Сначала надо проехать через сосновую рощицу. Сосны совсем захирели, но зато вдоль аллеи посадили кипарисы. За поворотом аллеи — маленький виноградник, круто поднимающийся к дому. Под колесами сердито похрустывает гравий дорожек, и звук этот говорит о роскоши и покое. Мои прежние горести вдруг снова оживают. Уместны ли они сейчас? Луиза права, если я верно ее понял: сердце чувствуешь тогда, когда оно сжимается. Значит, не так уж я постарел: чем ближе к дому, — а мы сейчас едем очень медленно, — тем сильнее я ощущаю ком в горле, словно клубок воспоминаний. Дом — такой же ли он, как прежде? Наверное, обрезали деревья: вокруг серо-розового здания стало просторнее. Или это зима все оголила? Я слышу, Луиза говорит мне: «Отен требует, чтобы машины ставили только справа, за тремя каштанами».

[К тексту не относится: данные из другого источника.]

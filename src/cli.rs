//! Command-line interface definitions.

use clap::{Parser, Subcommand};
use std::path::PathBuf;

/// Top-level CLI entry point for the symlink farm manager.
#[derive(Parser, Debug)]
#[command(name = "stowaway", about = "Symlink farm manager", version)]
pub struct Cli {
    /// Subcommand to run
    #[command(subcommand)]
    pub command: Command,

    /// Enable verbose output
    #[arg(short, long, global = true)]
    pub verbose: bool,

    /// Options shared across all subcommands
    #[command(flatten)]
    pub global: GlobalOpts,
}

/// Options shared across all subcommands.
#[derive(Parser, Debug, Clone)]
pub struct GlobalOpts {
    /// Installation target directory (default is the current directory)
    #[arg(short, long, global = true)]
    pub target: Option<PathBuf>,
}

/// Available subcommands.
#[derive(Subcommand, Debug)]
pub enum Command {
    /// Install packages as a batch with lifecycle hooks
    Stow(StowOpts),
    /// Install packages directly, reinstalling any that are present
    Install(InstallOpts),
    /// Uninstall packages directly
    Uninstall(UninstallOpts),
    /// List installed packages
    Packages(PackagesOpts),
    /// Print version information
    Version,
}

/// Options for the `stow` subcommand.
#[derive(Parser, Debug, Clone)]
pub struct StowOpts {
    /// Package directories to stow
    #[arg(required = true)]
    pub packages: Vec<PathBuf>,

    /// Uninstall the packages instead of installing them
    #[arg(short = 'D', long)]
    pub delete: bool,

    /// Interactively filter the packages before stowing
    #[arg(short, long)]
    pub interactive: bool,
}

/// Options for the `install` subcommand.
#[derive(Parser, Debug, Clone)]
pub struct InstallOpts {
    /// Package directories to install
    #[arg(required = true)]
    pub packages: Vec<PathBuf>,
}

/// Options for the `uninstall` subcommand.
#[derive(Parser, Debug, Clone)]
pub struct UninstallOpts {
    /// Package directories to uninstall
    #[arg(required = true)]
    pub packages: Vec<PathBuf>,
}

/// Options for the `packages` subcommand.
#[derive(Parser, Debug, Clone)]
pub struct PackagesOpts {
    /// Only list packages whose source path starts with this prefix
    #[arg(short, long)]
    pub prefix: Option<PathBuf>,
}

#[cfg(test)]
#[allow(
    clippy::expect_used,
    clippy::unwrap_used,
    clippy::indexing_slicing,
    clippy::panic
)]
mod tests {
    use super::*;
    use clap::CommandFactory;

    #[test]
    fn verify_cli() {
        Cli::command().debug_assert();
    }

    #[test]
    fn parse_stow_with_packages() {
        let cli = Cli::parse_from(["stowaway", "stow", "vim", "zsh"]);
        let Command::Stow(opts) = cli.command else {
            panic!("expected Stow command");
        };
        assert_eq!(
            opts.packages,
            vec![PathBuf::from("vim"), PathBuf::from("zsh")]
        );
        assert!(!opts.delete);
        assert!(!opts.interactive);
    }

    #[test]
    fn parse_stow_requires_a_package() {
        assert!(Cli::try_parse_from(["stowaway", "stow"]).is_err());
    }

    #[test]
    fn parse_stow_delete() {
        let cli = Cli::parse_from(["stowaway", "stow", "-D", "vim"]);
        let Command::Stow(opts) = cli.command else {
            panic!("expected Stow command");
        };
        assert!(opts.delete);
    }

    #[test]
    fn parse_stow_interactive() {
        let cli = Cli::parse_from(["stowaway", "stow", "--interactive", "vim"]);
        let Command::Stow(opts) = cli.command else {
            panic!("expected Stow command");
        };
        assert!(opts.interactive);
    }

    #[test]
    fn parse_target_long() {
        let cli = Cli::parse_from(["stowaway", "stow", "--target", "/home/me", "vim"]);
        assert_eq!(cli.global.target, Some(PathBuf::from("/home/me")));
    }

    #[test]
    fn parse_target_short() {
        let cli = Cli::parse_from(["stowaway", "install", "-t", "/home/me", "vim"]);
        assert_eq!(cli.global.target, Some(PathBuf::from("/home/me")));
    }

    #[test]
    fn parse_install() {
        let cli = Cli::parse_from(["stowaway", "install", "vim"]);
        assert!(matches!(cli.command, Command::Install(_)));
    }

    #[test]
    fn parse_uninstall() {
        let cli = Cli::parse_from(["stowaway", "uninstall", "vim"]);
        assert!(matches!(cli.command, Command::Uninstall(_)));
    }

    #[test]
    fn parse_packages_with_prefix() {
        let cli = Cli::parse_from(["stowaway", "packages", "--prefix", "/src/dotfiles"]);
        let Command::Packages(opts) = cli.command else {
            panic!("expected Packages command");
        };
        assert_eq!(opts.prefix, Some(PathBuf::from("/src/dotfiles")));
    }

    #[test]
    fn parse_version() {
        let cli = Cli::parse_from(["stowaway", "version"]);
        assert!(matches!(cli.command, Command::Version));
    }

    #[test]
    fn parse_verbose() {
        let cli = Cli::parse_from(["stowaway", "-v", "stow", "vim"]);
        assert!(cli.verbose);
    }
}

Еще минута — и мне придется дать бой.
В моей памяти эти летние сезоны набегают один на другой. Сколько их было? Два-три, не больше. Но таких долгих! А потом жизнь — как бы это сказать? — сделала с нами все, что хотела. Жизнь или ее противоположность. Разве не здесь была наша настоящая жизнь с ее необоримыми страстями и коварными уловками, разве еще когда-нибудь слова имели для нас такую силу — да что я говорю: то были не слова, а клинки, — и разве забудешь раны, нанесенные ими друг другу! Я бы мог дать пощупать шрамы… Ну ладно, ладно, преувеличиваю…
Луиза отряхивает пальто, поправляет прическу. Услышав скрип шагов по гравию, я оборачиваюсь. Вверх по аллее, где мы только что проехали, поднимается господин Д. Кажется, он с неодобрением разглядывает следы колес на гравии. В руке у него перчатка, садовые ножницы и связка бечевок. Что таит в себе его лицо? Шагов за десять от нас он подымает голову, седовласый и суровый. Никогда я не видел его таким красивым. Вдруг он останавливается передо мной как вкопанный. «Эй, приятель! Чего прячешься? Испугался?» Я сразу вспомнил, что на мне темные очки, и понял, что господин Д. этим обижен. Но смотрит он приветливо. Я снимаю очки церемонным жестом, как снял бы шляпу, и говорю: «Добрый день, месье», — а голос у меня — готов поклясться! — тот же, что был в пятнадцать лет. И мы дружно заявляем, что время с тех пор будто и не двинулось с места.